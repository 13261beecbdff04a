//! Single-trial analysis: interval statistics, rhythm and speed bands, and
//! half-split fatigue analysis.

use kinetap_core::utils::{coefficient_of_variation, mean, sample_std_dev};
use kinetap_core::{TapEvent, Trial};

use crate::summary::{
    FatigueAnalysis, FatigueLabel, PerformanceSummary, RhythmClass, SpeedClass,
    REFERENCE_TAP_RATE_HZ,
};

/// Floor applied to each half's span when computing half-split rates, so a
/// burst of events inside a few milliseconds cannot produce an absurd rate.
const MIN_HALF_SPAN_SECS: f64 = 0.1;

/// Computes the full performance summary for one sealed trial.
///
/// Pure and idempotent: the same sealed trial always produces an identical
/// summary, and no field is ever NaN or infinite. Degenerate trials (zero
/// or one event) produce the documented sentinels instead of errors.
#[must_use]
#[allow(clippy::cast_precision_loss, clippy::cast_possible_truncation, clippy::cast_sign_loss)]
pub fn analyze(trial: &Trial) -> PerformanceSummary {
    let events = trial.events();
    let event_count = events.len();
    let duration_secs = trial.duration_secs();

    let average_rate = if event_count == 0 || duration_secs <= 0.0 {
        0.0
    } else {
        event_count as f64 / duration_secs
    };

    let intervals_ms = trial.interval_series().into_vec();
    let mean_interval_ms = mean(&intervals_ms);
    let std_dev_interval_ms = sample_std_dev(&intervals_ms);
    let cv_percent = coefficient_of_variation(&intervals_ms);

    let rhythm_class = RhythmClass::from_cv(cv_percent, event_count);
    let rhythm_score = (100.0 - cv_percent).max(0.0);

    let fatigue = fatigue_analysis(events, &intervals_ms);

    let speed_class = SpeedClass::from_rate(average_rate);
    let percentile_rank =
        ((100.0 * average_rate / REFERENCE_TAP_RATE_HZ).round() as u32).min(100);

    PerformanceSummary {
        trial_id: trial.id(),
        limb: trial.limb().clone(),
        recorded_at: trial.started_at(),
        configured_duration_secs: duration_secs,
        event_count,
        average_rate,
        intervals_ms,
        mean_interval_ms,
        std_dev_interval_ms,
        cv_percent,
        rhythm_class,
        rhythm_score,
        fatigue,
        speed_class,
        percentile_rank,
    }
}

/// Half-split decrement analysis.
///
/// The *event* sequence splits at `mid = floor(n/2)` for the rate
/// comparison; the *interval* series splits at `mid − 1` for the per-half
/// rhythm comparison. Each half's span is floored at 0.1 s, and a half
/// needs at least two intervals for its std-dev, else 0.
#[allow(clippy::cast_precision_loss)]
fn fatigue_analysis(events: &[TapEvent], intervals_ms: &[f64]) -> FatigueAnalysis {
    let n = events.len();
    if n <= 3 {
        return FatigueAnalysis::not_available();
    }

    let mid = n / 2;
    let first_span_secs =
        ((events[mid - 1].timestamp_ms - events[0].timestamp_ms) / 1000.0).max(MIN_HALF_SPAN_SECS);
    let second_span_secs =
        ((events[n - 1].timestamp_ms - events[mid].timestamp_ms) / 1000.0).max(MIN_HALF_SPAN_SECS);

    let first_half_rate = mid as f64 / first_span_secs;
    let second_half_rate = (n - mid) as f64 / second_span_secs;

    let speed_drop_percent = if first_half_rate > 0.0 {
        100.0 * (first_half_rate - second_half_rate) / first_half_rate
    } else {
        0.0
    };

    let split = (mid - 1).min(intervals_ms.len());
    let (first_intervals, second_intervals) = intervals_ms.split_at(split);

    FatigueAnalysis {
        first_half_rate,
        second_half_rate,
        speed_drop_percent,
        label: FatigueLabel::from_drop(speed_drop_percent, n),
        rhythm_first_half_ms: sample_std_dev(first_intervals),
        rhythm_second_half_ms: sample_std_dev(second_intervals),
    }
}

==

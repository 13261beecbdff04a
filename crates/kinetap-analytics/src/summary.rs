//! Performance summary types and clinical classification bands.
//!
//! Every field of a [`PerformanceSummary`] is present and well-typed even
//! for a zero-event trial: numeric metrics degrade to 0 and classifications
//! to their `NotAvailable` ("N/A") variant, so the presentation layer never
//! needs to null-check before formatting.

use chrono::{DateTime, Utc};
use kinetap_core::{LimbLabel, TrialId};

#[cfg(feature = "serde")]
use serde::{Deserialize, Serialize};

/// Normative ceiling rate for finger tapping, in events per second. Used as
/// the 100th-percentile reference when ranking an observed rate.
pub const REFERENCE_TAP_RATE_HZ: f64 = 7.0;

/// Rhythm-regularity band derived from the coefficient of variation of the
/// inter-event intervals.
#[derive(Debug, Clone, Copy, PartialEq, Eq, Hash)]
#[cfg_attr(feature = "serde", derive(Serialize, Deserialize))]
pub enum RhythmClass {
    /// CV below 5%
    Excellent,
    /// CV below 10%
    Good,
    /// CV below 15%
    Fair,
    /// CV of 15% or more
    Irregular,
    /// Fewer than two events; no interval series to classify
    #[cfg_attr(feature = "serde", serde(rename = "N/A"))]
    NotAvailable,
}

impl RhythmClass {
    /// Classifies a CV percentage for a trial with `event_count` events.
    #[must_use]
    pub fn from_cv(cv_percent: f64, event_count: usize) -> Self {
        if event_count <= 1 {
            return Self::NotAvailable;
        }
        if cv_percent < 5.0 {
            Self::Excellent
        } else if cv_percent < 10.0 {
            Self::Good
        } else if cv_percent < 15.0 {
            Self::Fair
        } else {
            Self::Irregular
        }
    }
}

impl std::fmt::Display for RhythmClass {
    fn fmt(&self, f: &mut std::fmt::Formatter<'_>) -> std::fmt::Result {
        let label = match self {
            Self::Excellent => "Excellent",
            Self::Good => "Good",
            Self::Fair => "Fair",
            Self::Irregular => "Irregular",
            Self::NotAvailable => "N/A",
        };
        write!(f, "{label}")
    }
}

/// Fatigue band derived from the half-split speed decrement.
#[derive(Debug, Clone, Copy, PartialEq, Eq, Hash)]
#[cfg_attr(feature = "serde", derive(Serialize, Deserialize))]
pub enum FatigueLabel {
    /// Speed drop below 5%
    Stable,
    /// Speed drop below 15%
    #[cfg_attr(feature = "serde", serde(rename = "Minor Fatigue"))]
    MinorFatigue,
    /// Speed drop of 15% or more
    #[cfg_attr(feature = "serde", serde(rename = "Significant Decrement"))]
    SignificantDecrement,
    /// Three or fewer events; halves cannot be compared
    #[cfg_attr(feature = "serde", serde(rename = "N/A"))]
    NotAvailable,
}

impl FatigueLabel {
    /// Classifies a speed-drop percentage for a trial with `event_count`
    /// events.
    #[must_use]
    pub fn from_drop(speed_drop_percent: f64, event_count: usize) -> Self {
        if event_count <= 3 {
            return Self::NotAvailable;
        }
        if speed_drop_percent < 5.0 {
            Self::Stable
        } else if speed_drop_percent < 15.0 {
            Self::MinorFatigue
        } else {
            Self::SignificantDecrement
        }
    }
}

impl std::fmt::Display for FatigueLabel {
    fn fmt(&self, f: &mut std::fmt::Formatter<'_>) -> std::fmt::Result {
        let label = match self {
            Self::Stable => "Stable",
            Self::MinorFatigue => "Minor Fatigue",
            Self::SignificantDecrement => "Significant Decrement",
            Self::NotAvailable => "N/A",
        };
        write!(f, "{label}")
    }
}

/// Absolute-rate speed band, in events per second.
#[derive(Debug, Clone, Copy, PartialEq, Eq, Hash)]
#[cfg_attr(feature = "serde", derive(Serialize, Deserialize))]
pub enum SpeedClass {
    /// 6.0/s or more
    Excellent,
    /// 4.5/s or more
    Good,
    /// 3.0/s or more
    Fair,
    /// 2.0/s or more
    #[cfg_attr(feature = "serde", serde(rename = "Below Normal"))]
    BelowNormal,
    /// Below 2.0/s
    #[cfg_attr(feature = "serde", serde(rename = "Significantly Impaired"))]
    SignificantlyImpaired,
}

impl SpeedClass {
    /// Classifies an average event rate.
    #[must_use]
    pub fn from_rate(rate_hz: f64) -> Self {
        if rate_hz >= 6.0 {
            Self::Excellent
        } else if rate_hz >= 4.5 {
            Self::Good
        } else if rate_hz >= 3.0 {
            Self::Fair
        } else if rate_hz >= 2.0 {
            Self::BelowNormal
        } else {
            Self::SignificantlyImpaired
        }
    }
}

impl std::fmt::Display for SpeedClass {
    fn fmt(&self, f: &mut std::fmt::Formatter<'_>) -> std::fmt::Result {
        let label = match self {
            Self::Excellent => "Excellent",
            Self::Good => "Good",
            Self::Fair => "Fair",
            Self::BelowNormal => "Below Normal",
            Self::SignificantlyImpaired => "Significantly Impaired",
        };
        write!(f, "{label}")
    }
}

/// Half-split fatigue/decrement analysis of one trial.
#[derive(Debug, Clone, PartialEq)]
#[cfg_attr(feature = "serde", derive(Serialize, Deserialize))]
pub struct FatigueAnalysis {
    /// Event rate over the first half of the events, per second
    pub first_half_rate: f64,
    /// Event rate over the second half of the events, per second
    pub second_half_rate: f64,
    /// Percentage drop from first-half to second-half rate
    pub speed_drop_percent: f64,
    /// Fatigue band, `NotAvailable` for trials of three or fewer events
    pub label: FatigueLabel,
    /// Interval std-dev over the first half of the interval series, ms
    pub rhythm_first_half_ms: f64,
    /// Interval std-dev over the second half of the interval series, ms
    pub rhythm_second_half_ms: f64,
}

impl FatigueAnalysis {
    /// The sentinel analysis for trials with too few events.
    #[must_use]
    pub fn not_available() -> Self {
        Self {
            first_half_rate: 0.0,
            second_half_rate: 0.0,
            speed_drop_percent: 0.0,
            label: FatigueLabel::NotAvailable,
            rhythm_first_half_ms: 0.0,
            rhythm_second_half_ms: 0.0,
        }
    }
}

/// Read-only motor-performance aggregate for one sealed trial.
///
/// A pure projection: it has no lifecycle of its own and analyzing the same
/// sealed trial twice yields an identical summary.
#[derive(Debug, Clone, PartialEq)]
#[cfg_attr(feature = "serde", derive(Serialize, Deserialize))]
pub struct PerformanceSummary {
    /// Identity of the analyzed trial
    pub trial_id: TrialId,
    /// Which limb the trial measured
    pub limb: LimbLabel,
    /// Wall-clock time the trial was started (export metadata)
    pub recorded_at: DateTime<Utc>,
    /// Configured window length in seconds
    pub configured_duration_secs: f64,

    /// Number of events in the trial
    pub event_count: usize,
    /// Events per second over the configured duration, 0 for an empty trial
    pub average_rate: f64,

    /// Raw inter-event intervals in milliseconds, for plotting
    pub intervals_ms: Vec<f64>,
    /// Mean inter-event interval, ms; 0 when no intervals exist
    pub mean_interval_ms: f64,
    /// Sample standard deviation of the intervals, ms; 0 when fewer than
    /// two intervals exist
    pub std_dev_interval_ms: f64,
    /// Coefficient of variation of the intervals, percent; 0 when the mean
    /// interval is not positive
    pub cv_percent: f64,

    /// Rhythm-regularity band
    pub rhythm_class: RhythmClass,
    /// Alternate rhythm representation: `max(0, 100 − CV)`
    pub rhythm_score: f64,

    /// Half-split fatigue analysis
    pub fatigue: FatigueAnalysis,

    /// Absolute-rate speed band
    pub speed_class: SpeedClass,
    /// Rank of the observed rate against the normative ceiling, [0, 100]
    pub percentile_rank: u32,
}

Assignment –
Please say how many lines in the records above contain the string "FatigueLabel", giving no other words.

Result below –
7